Marlon Brando était réticent à tourner avec Kazan ; Frank Sinatra avait accepté avec enthousiasme le rôle. Mais le producteur, Sam Spiegel, voulait Brando. Dans sa biographie sur Kazan, Richard Schickel raconte l’astuce qu’employa le réalisateur : il fit tourner une scène avec un petit jeune de l’Actors Studio pour faire croire à Brando qu’il allait se faire souffler le rôle par un petit nouveau… Piqué au vif, Brando signa peu après. (Le petit jeune en question s’appelait Paul Newman.)

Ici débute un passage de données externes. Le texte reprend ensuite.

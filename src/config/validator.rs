//! Configuration validation.
//!
//! Collects every problem in a configuration before anything touches the
//! cluster; warnings are reported but do not block.

use crate::error::{ConfigError, Result, RollwardenError};
use std::collections::HashMap;
use tracing::debug;

use super::spec::{Environment, RolloutConfig, RollwardenConfig, StateBackend};

/// Validator for rollout configurations.
#[derive(Debug, Default)]
pub struct ConfigValidator;

/// Validation result containing all errors found.
#[derive(Debug, Default)]
pub struct ValidationResult {
    /// List of validation errors.
    pub errors: Vec<ValidationError>,
    /// List of warnings (non-fatal issues).
    pub warnings: Vec<String>,
}

/// A single validation error.
#[derive(Debug)]
pub struct ValidationError {
    /// The field path that failed validation.
    pub field: String,
    /// The error message.
    pub message: String,
}

impl ConfigValidator {
    /// Creates a new validator.
    #[must_use]
    pub const fn new() -> Self {
        Self
    }

    /// Validates a configuration.
    ///
    /// # Errors
    ///
    /// Returns the first validation error if any were found.
    pub fn validate(&self, config: &RollwardenConfig) -> Result<ValidationResult> {
        let mut result = ValidationResult::default();

        Self::validate_project(config, &mut result);
        Self::validate_environments(config, &mut result);
        Self::validate_manifests(config, &mut result);
        Self::validate_rollout(&config.rollout, &mut result);
        Self::validate_state(config, &mut result);

        if result.errors.is_empty() {
            debug!("Configuration validation passed");
            Ok(result)
        } else {
            let first_error = &result.errors[0];
            Err(RollwardenError::Config(ConfigError::ValidationError {
                message: first_error.message.clone(),
                field: Some(first_error.field.clone()),
            }))
        }
    }

    fn validate_project(config: &RollwardenConfig, result: &mut ValidationResult) {
        let name = &config.project.name;
        if name.is_empty() {
            result.error("project.name", "Project name cannot be empty");
        } else if !is_valid_name(name) {
            result.error(
                "project.name",
                format!("Project name '{name}' is invalid. Must be lowercase alphanumeric with hyphens."),
            );
        }
    }

    fn validate_environments(config: &RollwardenConfig, result: &mut ValidationResult) {
        let envs = &config.environments;
        let mut seen: HashMap<(&str, Option<&str>), Environment> = HashMap::new();

        for (environment, env) in [
            (Environment::Dev, &envs.dev),
            (Environment::Stage, &envs.stage),
            (Environment::Prod, &envs.prod),
        ] {
            let field = format!("environments.{environment}.namespace");
            if !is_valid_name(&env.namespace) {
                result.error(
                    &field,
                    format!("Namespace '{}' is not a valid DNS label", env.namespace),
                );
            }

            if let Some(other) = seen.insert((env.namespace.as_str(), env.context.as_deref()), environment) {
                result.error(
                    &field,
                    format!(
                        "Namespace '{}' is shared by {other} and {environment}; environments must be isolated",
                        env.namespace
                    ),
                );
            }

            if let Some(cpu) = &env.resources.cpu
                && cpu.trim().is_empty()
            {
                result.error(format!("environments.{environment}.resources.cpu"), "CPU limit cannot be empty");
            }
            if let Some(memory) = &env.resources.memory
                && memory.trim().is_empty()
            {
                result.error(
                    format!("environments.{environment}.resources.memory"),
                    "Memory limit cannot be empty",
                );
            }
        }

        if !envs.prod.requires_confirmation {
            result
                .warnings
                .push(String::from("prod does not require confirmation; apply will proceed unattended"));
        }
    }

    fn validate_manifests(config: &RollwardenConfig, result: &mut ValidationResult) {
        if config.manifests.base.trim().is_empty() {
            result.error("manifests.base", "Base directory cannot be empty");
        }

        for environment in Environment::ALL {
            match config.manifests.overlays.get(&environment) {
                None => result
                    .warnings
                    .push(format!("No overlay declared for {environment}; rendering it will fail")),
                Some(dirs) if dirs.iter().any(|d| d.trim().is_empty()) => result.error(
                    format!("manifests.overlays.{environment}"),
                    "Overlay directory cannot be empty",
                ),
                Some(_) => {}
            }
        }
    }

    fn validate_rollout(rollout: &RolloutConfig, result: &mut ValidationResult) {
        if rollout.poll_interval_secs == 0 {
            result.error("rollout.poll_interval_secs", "Poll interval must be at least 1 second");
        }
        if rollout.stability_polls == 0 {
            result.error("rollout.stability_polls", "At least one stable poll is required");
        }
        if rollout.workload_timeout_secs < rollout.poll_interval_secs * u64::from(rollout.stability_polls) {
            result.error(
                "rollout.workload_timeout_secs",
                "Workload timeout is shorter than the stability window",
            );
        }
        if rollout.rollback_timeout_secs == 0 {
            result.error("rollout.rollback_timeout_secs", "Rollback timeout must be positive");
        }
        if rollout.apply_retry.attempts == 0 {
            result.error("rollout.apply_retry.attempts", "At least one attempt is required");
        } else if rollout.apply_retry.attempts > 10 {
            result
                .warnings
                .push(format!("{} apply attempts per action is unusually high", rollout.apply_retry.attempts));
        }
        if rollout.apply_retry.factor == 0 {
            result.error("rollout.apply_retry.factor", "Backoff factor must be at least 1");
        }
    }

    fn validate_state(config: &RollwardenConfig, result: &mut ValidationResult) {
        if config.state.backend == StateBackend::S3
            && config.state.bucket.as_ref().is_none_or(String::is_empty)
        {
            result.error("state.bucket", "S3 bucket name is required when using S3 backend");
        }
    }
}

impl ValidationResult {
    fn error(&mut self, field: impl Into<String>, message: impl Into<String>) {
        self.errors.push(ValidationError {
            field: field.into(),
            message: message.into(),
        });
    }

    /// Returns true if there are no errors.
    #[must_use]
    pub const fn is_valid(&self) -> bool {
        self.errors.is_empty()
    }

    /// Returns the number of warnings.
    #[must_use]
    pub const fn warning_count(&self) -> usize {
        self.warnings.len()
    }
}

impl std::fmt::Display for ValidationError {
    fn fmt(&self, f: &mut std::fmt::Formatter<'_>) -> std::fmt::Result {
        write!(f, "{}: {}", self.field, self.message)
    }
}

/// Checks that a name is a lowercase DNS label.
fn is_valid_name(name: &str) -> bool {
    if name.is_empty() || name.len() > 63 {
        return false;
    }

    let mut chars = name.chars();

    // First character must be a letter
    if let Some(first) = chars.next()
        && !first.is_ascii_lowercase()
    {
        return false;
    }

    if chars.any(|c| !c.is_ascii_lowercase() && !c.is_ascii_digit() && c != '-') {
        return false;
    }

    !name.ends_with('-') && !name.contains("--")
}

#[cfg(test)]
mod tests {
    use super::*;
    use crate::config::ConfigParser;

    fn config(yaml: &str) -> RollwardenConfig {
        ConfigParser::new().parse_yaml(yaml, None).unwrap()
    }

    const VALID: &str = r"
project:
  name: shop
environments:
  dev: { namespace: shop-dev }
  stage: { namespace: shop-stage }
  prod: { namespace: shop-prod, requires_confirmation: true }
manifests:
  base: k8s/base
  overlays:
    dev: [k8s/overlays/dev]
    stage: [k8s/overlays/stage]
    prod: [k8s/overlays/prod]
";

    #[test]
    fn test_valid_name() {
        assert!(is_valid_name("shop-dev"));
        assert!(is_valid_name("a1"));
        assert!(!is_valid_name(""));
        assert!(!is_valid_name("Shop"));
        assert!(!is_valid_name("1shop"));
        assert!(!is_valid_name("shop_dev"));
        assert!(!is_valid_name("shop-"));
        assert!(!is_valid_name("shop--dev"));
    }

    #[test]
    fn test_valid_config_passes() {
        let result = ConfigValidator::new().validate(&config(VALID)).unwrap();
        assert!(result.is_valid());
        assert_eq!(result.warning_count(), 0);
    }

    #[test]
    fn test_shared_namespace_is_rejected() {
        let yaml = VALID.replace("shop-stage", "shop-dev");
        let err = ConfigValidator::new().validate(&config(&yaml)).unwrap_err();
        assert!(err.to_string().contains("shared"));
    }

    #[test]
    fn test_unconfirmed_prod_warns() {
        let yaml = VALID.replace(", requires_confirmation: true", "");
        let result = ConfigValidator::new().validate(&config(&yaml)).unwrap();
        assert_eq!(result.warning_count(), 1);
    }

    #[test]
    fn test_s3_requires_bucket() {
        let yaml = format!("{VALID}state:\n  backend: s3\n");
        assert!(ConfigValidator::new().validate(&config(&yaml)).is_err());
    }

    #[test]
    fn test_timeout_shorter_than_window_is_rejected() {
        let yaml = format!("{VALID}rollout:\n  poll_interval_secs: 60\n  workload_timeout_secs: 120\n");
        let err = ConfigValidator::new().validate(&config(&yaml)).unwrap_err();
        assert!(err.to_string().contains("stability window"));
    }
}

Arthur Miller, qui était au départ du projet mais s’en éloigna ensuite, écrivit une pièce « A view from the bridge » en 1955 qui est une réponse ou un contrepoint au film de Kazan. Jouée à Broadway, cette pièce a été ensuite adaptée au grand écran par Sidney Lumet en 1962 : Vu du pont. Arthur Miller fut lui-même inquiété par la maccarthisme et accusé de sympathies communistes en 1956. Il fit appel et sa condamnation fut annulée l’année suivante.
On peut ajouter que Kazan a fait ce film pour se justifier de sa lacheté dans la dénonciation devant la commission McCarthy. L’idéologie sous-jacente est nauséabonde, car elle justifie l’idée ambiante selon laquelle les syndicats sont corrompus et donc ne revendiquent rien dans l’intérêt des travailleurs. ça justifie évidemment la mise quasiment hors la loi des syndicats. Ce que fera ensuite Reagan, autre sbire d’extrême droite, et mauvais acteur de série B, au début des années 80.
Kazan a regretté sur le tard son attitude et donc son film bien sûr.
Excellent film, en dehors du propos lui-même. Par ailleurs, on ne peut pas vouloir dénoncer des comportements mafieux dans un seuls sens : si la dénonciation avait porté sur le patronat, personne ne s’en serait offusqué… certains syndicats américains étaient à l’époque fortement mafieux dans leur fonctionnement (dont celui des camionneurs). Ceci sans occulter le nuisances du Macarthisme par ailleurs (cf The Front, avec W Allen, sur ce sujet).
bonjour,
comment peut on louer ce film ? merci pour votre aide.
cdlt.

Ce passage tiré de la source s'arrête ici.